Job Description
Position: Site Reliability Engineer (SRE)
Role Summary
We are looking for a skilled Site Reliability Engineer (SRE) to ensure the reliability, availability, performance, and scalability of critical systems. The SRE will work closely with development and operations teams to build resilient infrastructure, automate operations, and improve system observability while maintaining strong SLAs/SLOs.
Key Responsibilities
• Design, build, and maintain highly available, scalable, and reliable systems.
• Define and manage SLIs, SLOs, and SLAs to ensure system reliability and performance.
• Automate infrastructure provisioning and configuration using Infrastructure as Code (Terraform, CloudFormation).
• Implement and manage CI/CD pipelines to enable safe and frequent deployments.
• Monitor system health using tools like Prometheus, Grafana, Datadog, Splunk, ELK.
• Handle incident response, on-call rotations, root cause analysis (RCA), and post-mortems.
• Improve system resilience through capacity planning, load testing, and chaos engineering.
• Collaborate with engineering teams to improve application reliability and reduce operational toil.
• Manage cloud infrastructure on AWS / Azure / Google Cloud Platform.

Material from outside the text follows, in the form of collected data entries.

#[async_trait]
impl IssueTracker for YouTrackClient {
    async fn list_issues(&self, filter: &IssueFilter) -> Result<Vec<Issue>> {
        let mut request = self
            .request(Method::GET, &["issues"])?
            .query(&[("fields", fields::ISSUE_LIST)])
            .query(&[("$top", filter.limit), ("$skip", filter.skip)]);
        if let Some(query) = filter.effective_query() {
            debug!(query = %query, "Issue search");
            request = request.query(&[("query", query)]);
        }
        self.send(request).await
    }

    async fn get_issue(&self, id: &IssueId) -> Result<Issue> {
        let request = self
            .request(Method::GET, &["issues", id.as_str()])?
            .query(&[("fields", fields::ISSUE)]);
        self.send(request)
            .await
            .map_err(|e| not_found_as(e, &format!("issue {id}")))
    }

    async fn create_issue(&self, issue: NewIssue) -> Result<Issue> {
        issue.validate()?;
        let project = self.get_project(&issue.project).await?;

        let mut body = json!({
            "project": { "id": project.id },
            "summary": issue.summary.trim(),
        });
        if let Some(description) = &issue.description {
            body["description"] = json!(description);
        }

        let request = self
            .request(Method::POST, &["issues"])?
            .query(&[("fields", fields::ISSUE)])
            .json(&body);
        let created: Issue = self.send(request).await?;
        debug!(id = %created.display_id(), project = %project.short_name, "Created issue");

        match issue.fields.to_command() {
            Some(command) => {
                let id = IssueId::new(created.display_id());
                let result = self.apply_command(&id, &command, None).await;
                result.map_err(|e| partial_write(e, &id, "created", command))?;
                self.get_issue(&id).await
            }
            None => Ok(created),
        }
    }

    async fn update_issue(&self, id: &IssueId, update: IssueUpdate) -> Result<Issue> {
        update.validate()?;

        if update.has_text_changes() {
            let mut body = Map::new();
            if let Some(summary) = &update.summary {
                body.insert("summary".to_string(), json!(summary.trim()));
            }
            if let Some(description) = &update.description {
                body.insert("description".to_string(), json!(description));
            }
            let request = self
                .request(Method::POST, &["issues", id.as_str()])?
                .query(&[("fields", "id")])
                .json(&Value::Object(body));
            let _: Value = self
                .send(request)
                .await
                .map_err(|e| not_found_as(e, &format!("issue {id}")))?;
        }

        if let Some(command) = update.to_command() {
            let result = self.apply_command(id, &command, None).await;
            if update.has_text_changes() {
                result.map_err(|e| partial_write(e, id, "updated", command))?;
            } else {
                result.map_err(|e| not_found_as(e, &format!("issue {id}")))?;
            }
        }

        self.get_issue(id).await
    }

    async fn delete_issue(&self, id: &IssueId) -> Result<()> {
        let request = self.request(Method::DELETE, &["issues", id.as_str()])?;
        self.send_empty(request)
            .await
            .map_err(|e| not_found_as(e, &format!("issue {id}")))
    }

    async fn apply_command(
        &self,
        id: &IssueId,
        command: &str,
        comment: Option<&str>,
    ) -> Result<()> {
        debug!(issue = %id, command = %command, "Applying command");
        let request = self
            .request(Method::POST, &["commands"])?
            .json(&command_body(id, command, comment));
        self.send_empty(request).await
    }

    async fn list_tags(&self) -> Result<Vec<Tag>> {
        self.get_list(&["tags"], fields::TAG, DIRECTORY_LIMIT).await
    }

    async fn list_comments(&self, id: &IssueId) -> Result<Vec<Comment>> {
        let request = self
            .request(Method::GET, &["issues", id.as_str(), "comments"])?
            .query(&[("fields", fields::COMMENT)]);
        self.send(request)
            .await
            .map_err(|e| not_found_as(e, &format!("issue {id}")))
    }

    async fn add_comment(&self, id: &IssueId, text: &str) -> Result<Comment> {
        if text.trim().is_empty() {
            return Err(Error::invalid("comment", "text cannot be empty"));
        }
        let request = self
            .request(Method::POST, &["issues", id.as_str(), "comments"])?
            .query(&[("fields", fields::COMMENT)])
            .json(&json!({ "text": text }));
        self.send(request)
            .await
            .map_err(|e| not_found_as(e, &format!("issue {id}")))
    }

    async fn list_links(&self, id: &IssueId) -> Result<Vec<IssueLink>> {
        let request = self
            .request(Method::GET, &["issues", id.as_str(), "links"])?
            .query(&[("fields", fields::LINK)]);
        let links: Vec<IssueLink> = self
            .send(request)
            .await
            .map_err(|e| not_found_as(e, &format!("issue {id}")))?;
        Ok(links.into_iter().filter(|l| !l.issues.is_empty()).collect())
    }

    async fn list_work_items(&self, id: &IssueId) -> Result<Vec<WorkItem>> {
        let request = self
            .request(
                Method::GET,
                &["issues", id.as_str(), "timeTracking", "workItems"],
            )?
            .query(&[("fields", fields::WORK_ITEM)]);
        self.send(request)
            .await
            .map_err(|e| not_found_as(e, &format!("issue {id}")))
    }

    async fn add_work_item(&self, id: &IssueId, item: NewWorkItem) -> Result<WorkItem> {
        if item.minutes == 0 {
            return Err(Error::invalid("duration", "must be longer than zero"));
        }
        let request = self
            .request(
                Method::POST,
                &["issues", id.as_str(), "timeTracking", "workItems"],
            )?
            .query(&[("fields", fields::WORK_ITEM)])
            .json(&work_item_body(&item));
        self.send(request)
            .await
            .map_err(|e| not_found_as(e, &format!("issue {id}")))
    }

    async fn list_attachments(&self, id: &IssueId) -> Result<Vec<Attachment>> {
        let request = self
            .request(Method::GET, &["issues", id.as_str(), "attachments"])?
            .query(&[("fields", fields::ATTACHMENT)]);
        self.send(request)
            .await
            .map_err(|e| not_found_as(e, &format!("issue {id}")))
    }

    async fn upload_attachment(&self, id: &IssueId, path: &Path) -> Result<Vec<Attachment>> {
        let file_name = path
            .file_name()
            .map(|n| n.to_string_lossy().into_owned())
            .ok_or_else(|| Error::invalid("file", format!("{} is not a file", path.display())))?;
        let bytes = tokio::fs::read(path).await?;
        debug!(issue = %id, file = %file_name, size = bytes.len(), "Uploading attachment");

        let part = multipart::Part::bytes(bytes).file_name(file_name.clone());
        let form = multipart::Form::new().part(file_name, part);
        let request = self
            .request(Method::POST, &["issues", id.as_str(), "attachments"])?
            .query(&[("fields", fields::ATTACHMENT)])
            .multipart(form);
        self.send(request)
            .await
            .map_err(|e| not_found_as(e, &format!("issue {id}")))
    }

    async fn list_projects(&self, limit: usize) -> Result<Vec<Project>> {
        self.get_list(&["admin", "projects"], fields::PROJECT, limit)
            .await
    }

    async fn get_project(&self, id: &str) -> Result<Project> {
        let id = id.trim();
        if is_database_id(id) {
            let request = self
                .request(Method::GET, &["admin", "projects", id])?
                .query(&[("fields", fields::PROJECT)]);
            return self
                .send(request)
                .await
                .map_err(|e| not_found_as(e, &format!("project {id}")));
        }

        let request = self
            .request(Method::GET, &["admin", "projects"])?
            .query(&[("fields", fields::PROJECT), ("query", id)])
            .query(&[("$top", DIRECTORY_LIMIT)]);
        let candidates: Vec<Project> = self.send(request).await?;
        find_project(candidates, id).ok_or_else(|| Error::NotFound(format!("project {id}")))
    }

    async fn list_users(&self, query: Option<&str>, limit: usize) -> Result<Vec<User>> {
        let mut request = self
            .request(Method::GET, &["users"])?
            .query(&[("fields", fields::USER)])
            .query(&[("$top", limit)]);
        if let Some(query) = query.map(str::trim).filter(|q| !q.is_empty()) {
            request = request.query(&[("query", query)]);
        }
        self.send(request).await
    }

    async fn get_user(&self, id: &str) -> Result<User> {
        let request = self
            .request(Method::GET, &["users", id.trim()])?
            .query(&[("fields", fields::USER)]);
        self.send(request)
            .await
            .map_err(|e| not_found_as(e, &format!("user {id}")))
    }

    async fn current_user(&self) -> Result<User> {
        let request = self
            .request(Method::GET, &["users", "me"])?
            .query(&[("fields", fields::USER)]);
        self.send(request).await
    }
}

• Ensure system security, compliance, and best practices are followed.
• Support production deployments, upgrades, and performance tuning.
Required Skills & Experience
• 3+ years of experience as an SRE / DevOps / Production Engineer.
• Strong knowledge of Linux/Unix systems and networking fundamentals.
• Proficiency in scripting or programming (Python, Go, Bash).
• Experience with containers and orchestration (Docker, Kubernetes).
• Hands-on experience with monitoring, logging, and alerting tools.
• Strong understanding of cloud platforms (AWS, Azure, or Google Cloud Platform).
• Experience implementing high availability, fault tolerance, and disaster recovery strategies.
• Excellent problem-solving and troubleshooting skills.